### Exercise description
Report every line of the listing below in which the string "impl" appears.

+-------+

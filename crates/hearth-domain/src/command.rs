use chrono::{DateTime, Utc};
use serde_json::{json, Map, Value};
use std::str::FromStr;
use std::sync::{Mutex, Weak};

use crate::error::{DomainError, ErrorInfo};
use crate::observer::{ObserverList, Subscription};
use crate::queue::QueueShared;
use crate::schema::validate_object;

/// Where a command came from.
#[derive(Debug, Clone, Copy, PartialEq, Eq)]
pub enum Origin {
    Local,
    Cloud,
}

impl Origin {
    pub fn as_str(&self) -> &'static str {
        match self {
            Origin::Local => "local",
            Origin::Cloud => "cloud",
        }
    }
}

/// Lifecycle state of a command.
///
/// ```text
/// queued → inProgress → done
/// queued → inProgress → paused → inProgress → …
/// queued → inProgress → error → inProgress → …
/// queued|inProgress|paused|error → cancelled|aborted|expired
/// ```
#[derive(Debug, Clone, Copy, PartialEq, Eq)]
pub enum CommandState {
    Queued,
    InProgress,
    Paused,
    Error,
    Done,
    Cancelled,
    Aborted,
    Expired,
}

impl CommandState {
    pub fn is_terminal(&self) -> bool {
        matches!(
            self,
            CommandState::Done
                | CommandState::Cancelled
                | CommandState::Aborted
                | CommandState::Expired
        )
    }

    pub fn as_str(&self) -> &'static str {
        match self {
            CommandState::Queued => "queued",
            CommandState::InProgress => "inProgress",
            CommandState::Paused => "paused",
            CommandState::Error => "error",
            CommandState::Done => "done",
            CommandState::Cancelled => "cancelled",
            CommandState::Aborted => "aborted",
            CommandState::Expired => "expired",
        }
    }
}

impl FromStr for CommandState {
    type Err = ();

    fn from_str(s: &str) -> Result<Self, Self::Err> {
        match s {
            "queued" => Ok(CommandState::Queued),
            "inProgress" => Ok(CommandState::InProgress),
            "paused" => Ok(CommandState::Paused),
            "error" => Ok(CommandState::Error),
            "done" => Ok(CommandState::Done),
            "cancelled" => Ok(CommandState::Cancelled),
            "aborted" => Ok(CommandState::Aborted),
            "expired" => Ok(CommandState::Expired),
            _ => Err(()),
        }
    }
}

impl std::fmt::Display for CommandState {
    fn fmt(&self, f: &mut std::fmt::Formatter<'_>) -> std::fmt::Result {
        f.write_str(self.as_str())
    }
}

/// Which part of a command changed.
#[derive(Debug, Clone, Copy, PartialEq, Eq)]
pub enum CommandEvent {
    State,
    Progress,
    Results,
    Error,
}

#[derive(Debug)]
struct Dynamic {
    state: CommandState,
    progress: Map<String, Value>,
    results: Map<String, Value>,
    error: Option<ErrorInfo>,
}

impl Default for Dynamic {
    fn default() -> Self {
        Dynamic {
            state: CommandState::Queued,
            progress: Map::new(),
            results: Map::new(),
            error: None,
        }
    }
}

/// A single command instance, owned by the queue. Handlers hold a
/// [`Weak`] reference that goes dead once the queue removes the command.
pub struct Command {
    id: String,
    name: String,
    component: String,
    origin: Origin,
    parameters: Map<String, Value>,
    creation_time: DateTime<Utc>,
    progress_schema: Map<String, Value>,
    results_schema: Map<String, Value>,
    dynamic: Mutex<Dynamic>,
    observers: ObserverList<CommandEvent>,
    queue: Mutex<Weak<QueueShared>>,
}

impl Command {
    #[allow(clippy::too_many_arguments)]
    pub(crate) fn new(
        id: String,
        name: String,
        component: String,
        origin: Origin,
        parameters: Map<String, Value>,
        progress_schema: Map<String, Value>,
        results_schema: Map<String, Value>,
    ) -> Command {
        Command {
            id,
            name,
            component,
            origin,
            parameters,
            creation_time: Utc::now(),
            progress_schema,
            results_schema,
            dynamic: Mutex::new(Dynamic::default()),
            observers: ObserverList::new(),
            queue: Mutex::new(Weak::new()),
        }
    }

    pub fn id(&self) -> &str {
        &self.id
    }

    pub fn name(&self) -> &str {
        &self.name
    }

    pub fn component(&self) -> &str {
        &self.component
    }

    pub fn origin(&self) -> Origin {
        self.origin
    }

    pub fn parameters(&self) -> &Map<String, Value> {
        &self.parameters
    }

    pub fn creation_time(&self) -> DateTime<Utc> {
        self.creation_time
    }

    pub fn state(&self) -> CommandState {
        self.lock().state
    }

    pub fn progress(&self) -> Map<String, Value> {
        self.lock().progress.clone()
    }

    pub fn results(&self) -> Map<String, Value> {
        self.lock().results.clone()
    }

    pub fn error(&self) -> Option<ErrorInfo> {
        self.lock().error.clone()
    }

    pub fn observe(
        &self,
        callback: impl Fn(&CommandEvent) + Send + Sync + 'static,
    ) -> Subscription {
        self.observers.add(callback)
    }

    /// Validate `progress` against the command definition and move to
    /// `inProgress`. Allowed even with unchanged progress, e.g. 0% → 0%.
    pub fn set_progress(&self, progress: Map<String, Value>) -> Result<(), DomainError> {
        validate_object(&progress, &self.progress_schema)?;
        self.transition(CommandState::InProgress)?;
        let changed = {
            let mut dynamic = self.lock();
            if dynamic.progress != progress {
                dynamic.progress = progress;
                true
            } else {
                false
            }
        };
        if changed {
            self.observers.notify(&CommandEvent::Progress);
        }
        Ok(())
    }

    /// Validate `results`, transition to `done` and schedule removal from
    /// the queue.
    pub fn complete(&self, results: Map<String, Value>) -> Result<(), DomainError> {
        validate_object(&results, &self.results_schema)?;
        let changed = {
            let mut dynamic = self.lock();
            if dynamic.results != results {
                dynamic.results = results;
                true
            } else {
                false
            }
        };
        if changed {
            self.observers.notify(&CommandEvent::Results);
        }
        self.transition(CommandState::Done)?;
        self.remove_from_queue();
        Ok(())
    }

    pub fn pause(&self) -> Result<(), DomainError> {
        self.transition(CommandState::Paused)
    }

    /// Record a structured error and move to the (recoverable) `error`
    /// state.
    pub fn set_error(&self, error: ErrorInfo) -> Result<(), DomainError> {
        self.lock().error = Some(error);
        self.observers.notify(&CommandEvent::Error);
        self.transition(CommandState::Error)
    }

    pub fn abort(&self, error: Option<ErrorInfo>) -> Result<(), DomainError> {
        if error.is_some() {
            self.lock().error = error;
            self.observers.notify(&CommandEvent::Error);
        }
        self.transition(CommandState::Aborted)?;
        self.remove_from_queue();
        Ok(())
    }

    pub fn cancel(&self) -> Result<(), DomainError> {
        self.transition(CommandState::Cancelled)?;
        self.remove_from_queue();
        Ok(())
    }

    pub fn to_json(&self) -> Value {
        let dynamic = self.lock();
        let mut out = json!({
            "id": self.id,
            "name": self.name,
            "component": self.component,
            "parameters": Value::Object(self.parameters.clone()),
            "progress": Value::Object(dynamic.progress.clone()),
            "results": Value::Object(dynamic.results.clone()),
            "state": dynamic.state.as_str(),
        });
        if let Some(error) = &dynamic.error {
            out["error"] = json!(error);
        }
        out
    }

    pub(crate) fn attach_to_queue(&self, queue: Weak<QueueShared>) {
        *self.queue.lock().unwrap_or_else(|e| e.into_inner()) = queue;
    }

    pub(crate) fn detach_from_queue(&self) {
        *self.queue.lock().unwrap_or_else(|e| e.into_inner()) = Weak::new();
    }

    fn transition(&self, to: CommandState) -> Result<(), DomainError> {
        {
            let mut dynamic = self.lock();
            let from = dynamic.state;
            if from == to {
                return Ok(());
            }
            if to == CommandState::Queued || from.is_terminal() {
                return Err(DomainError::InvalidStateTransition {
                    from: from.as_str().to_string(),
                    to: to.as_str().to_string(),
                });
            }
            dynamic.state = to;
        }
        self.observers.notify(&CommandEvent::State);
        Ok(())
    }

    fn remove_from_queue(&self) {
        let queue = self.queue.lock().unwrap_or_else(|e| e.into_inner()).clone();
        if let Some(queue) = queue.upgrade() {
            queue.delayed_remove(&self.id);
        }
    }

    fn lock(&self) -> std::sync::MutexGuard<'_, Dynamic> {
        self.dynamic.lock().unwrap_or_else(|e| e.into_inner())
    }
}

impl std::fmt::Debug for Command {
    fn fmt(&self, f: &mut std::fmt::Formatter<'_>) -> std::fmt::Result {
        f.debug_struct("Command")
            .field("id", &self.id)
            .field("name", &self.name)
            .field("component", &self.component)
            .field("state", &self.state().as_str())
            .finish()
    }
}

/// Fields extracted from a command JSON document, before routing and id
/// assignment.
#[derive(Debug)]
pub(crate) struct ParsedCommand {
    pub id: Option<String>,
    pub name: String,
    pub component: String,
    pub parameters: Map<String, Value>,
}

pub(crate) fn parse_command(value: &Value) -> Result<ParsedCommand, DomainError> {
    let dict = value.as_object().ok_or(DomainError::ObjectExpected)?;
    let name = dict
        .get("name")
        .and_then(Value::as_str)
        .ok_or(DomainError::CommandNameMissing)?
        .to_string();
    let parameters = match dict.get("parameters") {
        None => Map::new(),
        Some(Value::Object(map)) => map.clone(),
        Some(_) => return Err(DomainError::ObjectExpected),
    };
    Ok(ParsedCommand {
        id: dict.get("id").and_then(Value::as_str).map(str::to_string),
        name,
        component: dict
            .get("component")
            .and_then(Value::as_str)
            .unwrap_or_default()
            .to_string(),
        parameters,
    })
}

#[cfg(test)]
mod tests {
    use super::*;

    fn command() -> Command {
        Command::new(
            "1".into(),
            "t1.c".into(),
            "comp1".into(),
            Origin::Local,
            Map::new(),
            Map::new(),
            Map::new(),
        )
    }

    #[test]
    fn fresh_command_is_queued() {
        let cmd = command();
        assert_eq!(cmd.state(), CommandState::Queued);
        assert!(!cmd.state().is_terminal());
    }

    #[test]
    fn progress_moves_to_in_progress() {
        let cmd = command();
        cmd.set_progress(Map::new()).unwrap();
        assert_eq!(cmd.state(), CommandState::InProgress);
    }

    #[test]
    fn pause_and_resume() {
        let cmd = command();
        cmd.set_progress(Map::new()).unwrap();
        cmd.pause().unwrap();
        assert_eq!(cmd.state(), CommandState::Paused);
        cmd.set_progress(Map::new()).unwrap();
        assert_eq!(cmd.state(), CommandState::InProgress);
    }

    #[test]
    fn terminal_states_are_final() {
        let cmd = command();
        cmd.complete(Map::new()).unwrap();
        assert_eq!(cmd.state(), CommandState::Done);

        let err = cmd.set_progress(Map::new()).unwrap_err();
        assert!(matches!(err, DomainError::InvalidStateTransition { .. }));
        assert!(cmd.cancel().is_err());
    }

    #[test]
    fn queued_is_never_a_target() {
        let cmd = command();
        cmd.set_progress(Map::new()).unwrap();
        let err = cmd.transition(CommandState::Queued).unwrap_err();
        assert!(matches!(err, DomainError::InvalidStateTransition { .. }));
    }

    #[test]
    fn error_state_is_recoverable() {
        let cmd = command();
        cmd.set_progress(Map::new()).unwrap();
        cmd.set_error(ErrorInfo::new("commands", "boom", "went wrong"))
            .unwrap();
        assert_eq!(cmd.state(), CommandState::Error);
        cmd.set_progress(Map::new()).unwrap();
        assert_eq!(cmd.state(), CommandState::InProgress);
        assert!(cmd.error().is_some());
    }

    #[test]
    fn abort_records_error_and_terminates() {
        let cmd = command();
        cmd.abort(Some(ErrorInfo::new("commands", "x", "y"))).unwrap();
        assert_eq!(cmd.state(), CommandState::Aborted);
        assert_eq!(cmd.error().unwrap().code, "x");
    }

    #[test]
    fn rejects_undeclared_results() {
        let cmd = command();
        let mut results = Map::new();
        results.insert("unknown".into(), Value::Bool(true));
        assert!(cmd.complete(results).is_err());
        // The failed validation must not have changed state.
        assert_eq!(cmd.state(), CommandState::Queued);
    }

    #[test]
    fn parses_command_json() {
        let parsed = parse_command(&serde_json::json!({
            "name": "t1.c",
            "component": "comp1",
            "parameters": {"level": 5},
        }))
        .unwrap();
        assert_eq!(parsed.name, "t1.c");
        assert_eq!(parsed.component, "comp1");
        assert_eq!(parsed.parameters.get("level"), Some(&serde_json::json!(5)));
        assert!(parsed.id.is_none());
    }

    #[test]
    fn missing_name_is_an_error() {
        let err = parse_command(&serde_json::json!({"parameters": {}})).unwrap_err();
        assert!(matches!(err, DomainError::CommandNameMissing));
    }
}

+-------+

### Written solution
impl Origin {
impl CommandState {
impl FromStr for CommandState {
impl std::fmt::Display for CommandState {
impl Default for Dynamic {
impl Command {
        callback: impl Fn(&CommandEvent) + Send + Sync + 'static,
impl std::fmt::Debug for Command {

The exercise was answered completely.